//! The local notification list.
//!
//! Pure and synchronous. Records are kept most-recent-first with a cached
//! unread count; every mutation keeps the two consistent.

use donorlink_entity::notification::NotificationRecord;
use donorlink_core::types::id::NotificationId;

/// Ordered notifications plus the unread badge count.
#[derive(Debug, Clone, Default)]
pub struct NotificationStore {
    records: Vec<NotificationRecord>,
    unread: u64,
}

impl NotificationStore {
    /// Creates an empty store.
    pub fn new() -> Self {
        Self::default()
    }

    /// Records, most recent first.
    pub fn records(&self) -> &[NotificationRecord] {
        &self.records
    }

    /// Cached unread count.
    pub fn unread_count(&self) -> u64 {
        self.unread
    }

    pub fn len(&self) -> usize {
        self.records.len()
    }

    pub fn is_empty(&self) -> bool {
        self.records.is_empty()
    }

    pub fn get(&self, id: NotificationId) -> Option<&NotificationRecord> {
        self.records.iter().find(|r| r.id == id)
    }

    pub fn contains(&self, id: NotificationId) -> bool {
        self.get(id).is_some()
    }

    /// Add a pushed record at the front.
    ///
    /// Returns `false` and changes nothing when the id is already present.
    pub fn ingest_push(&mut self, record: NotificationRecord) -> bool {
        if self.contains(record.id) {
            return false;
        }
        if record.is_unread() {
            self.unread += 1;
        }
        self.records.insert(0, record);
        true
    }

    /// Replace everything with a REST snapshot.
    ///
    /// The server's unread count wins when given; otherwise it is recounted
    /// from the snapshot. Duplicate ids in the snapshot keep their first
    /// occurrence.
    pub fn replace_all(&mut self, mut records: Vec<NotificationRecord>, server_unread: Option<u64>) {
        records.sort_by(|a, b| b.created_at.cmp(&a.created_at));
        let mut seen = std::collections::HashSet::new();
        records.retain(|r| seen.insert(r.id));
        self.unread = server_unread.unwrap_or_else(|| Self::count_unread(&records));
        self.records = records;
    }

    /// Mark one record read. Returns whether it was previously unread.
    pub fn mark_read(&mut self, id: NotificationId) -> bool {
        match self.records.iter_mut().find(|r| r.id == id) {
            Some(record) if record.is_unread() => {
                record.is_read = true;
                self.unread = self.unread.saturating_sub(1);
                true
            }
            _ => false,
        }
    }

    /// Mark every record read. Returns how many changed.
    pub fn mark_all_read(&mut self) -> usize {
        let mut changed = 0;
        for record in self.records.iter_mut().filter(|r| r.is_unread()) {
            record.is_read = true;
            changed += 1;
        }
        self.unread = 0;
        changed
    }

    /// Remove one record, returning it.
    pub fn remove(&mut self, id: NotificationId) -> Option<NotificationRecord> {
        let index = self.records.iter().position(|r| r.id == id)?;
        let record = self.records.remove(index);
        if record.is_unread() {
            self.unread = self.unread.saturating_sub(1);
        }
        Some(record)
    }

    /// Drop everything.
    pub fn clear(&mut self) {
        self.records.clear();
        self.unread = 0;
    }

    fn count_unread(records: &[NotificationRecord]) -> u64 {
        records.iter().filter(|r| r.is_unread()).count() as u64
    }
}

#[cfg(test)]
mod tests {
    use super::*;
    use chrono::{Duration, TimeZone, Utc};
    use donorlink_core::types::id::UserId;
    use donorlink_entity::notification::NotificationKind;

    fn record(minute: i64, is_read: bool) -> NotificationRecord {
        NotificationRecord {
            id: NotificationId::new(),
            user_id: UserId::new(),
            kind: NotificationKind::NewDonation,
            title: "New donation".into(),
            message: "A donation near you".into(),
            is_read,
            created_at: Utc.with_ymd_and_hms(2024, 5, 1, 9, 0, 0).unwrap() + Duration::minutes(minute),
            metadata: None,
        }
    }

    #[test]
    fn test_ingest_prepends_and_counts_unread() {
        let mut store = NotificationStore::new();
        let first = record(0, false);
        let second = record(1, true);
        assert!(store.ingest_push(first.clone()));
        assert!(store.ingest_push(second.clone()));
        assert_eq!(store.records()[0].id, second.id);
        assert_eq!(store.unread_count(), 1);
    }

    #[test]
    fn test_duplicate_push_is_ignored() {
        let mut store = NotificationStore::new();
        let first = record(0, false);
        store.ingest_push(first.clone());
        assert!(!store.ingest_push(first));
        assert_eq!(store.len(), 1);
        assert_eq!(store.unread_count(), 1);
    }

    #[test]
    fn test_mark_read_is_idempotent() {
        let mut store = NotificationStore::new();
        let unread = record(0, false);
        let id = unread.id;
        store.ingest_push(unread);
        store.ingest_push(record(1, false));

        assert!(store.mark_read(id));
        assert_eq!(store.unread_count(), 1);
        assert!(!store.mark_read(id));
        assert_eq!(store.unread_count(), 1);
        assert!(!store.mark_read(NotificationId::new()));
        assert_eq!(store.unread_count(), 1);
    }

    #[test]
    fn test_mark_all_read_zeroes_count() {
        let mut store = NotificationStore::new();
        store.ingest_push(record(0, false));
        store.ingest_push(record(1, true));
        store.ingest_push(record(2, false));
        assert_eq!(store.mark_all_read(), 2);
        assert_eq!(store.unread_count(), 0);
        assert!(store.records().iter().all(|r| r.is_read));
    }

    #[test]
    fn test_remove_decrements_only_unread() {
        let mut store = NotificationStore::new();
        let read = record(0, true);
        let unread = record(1, false);
        let (read_id, unread_id) = (read.id, unread.id);
        store.ingest_push(read);
        store.ingest_push(unread);

        assert!(store.remove(read_id).is_some());
        assert_eq!(store.unread_count(), 1);
        assert!(store.remove(unread_id).is_some());
        assert_eq!(store.unread_count(), 0);
        assert!(store.remove(unread_id).is_none());
        assert!(store.is_empty());
    }

    #[test]
    fn test_replace_all_takes_server_count_and_orders() {
        let mut store = NotificationStore::new();
        store.ingest_push(record(0, false));

        let old = record(5, true);
        let new = record(10, false);
        store.replace_all(vec![old.clone(), new.clone(), old.clone()], Some(7));

        assert_eq!(store.len(), 2);
        assert_eq!(store.records()[0].id, new.id);
        assert_eq!(store.unread_count(), 7);

        store.replace_all(vec![old, new], None);
        assert_eq!(store.unread_count(), 1);
    }
}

Exercise details » Some lines contain the word "UserId". Pull each one out of the listing.

Solved problem »
    use donorlink_core::types::id::UserId;
            user_id: UserId::new(),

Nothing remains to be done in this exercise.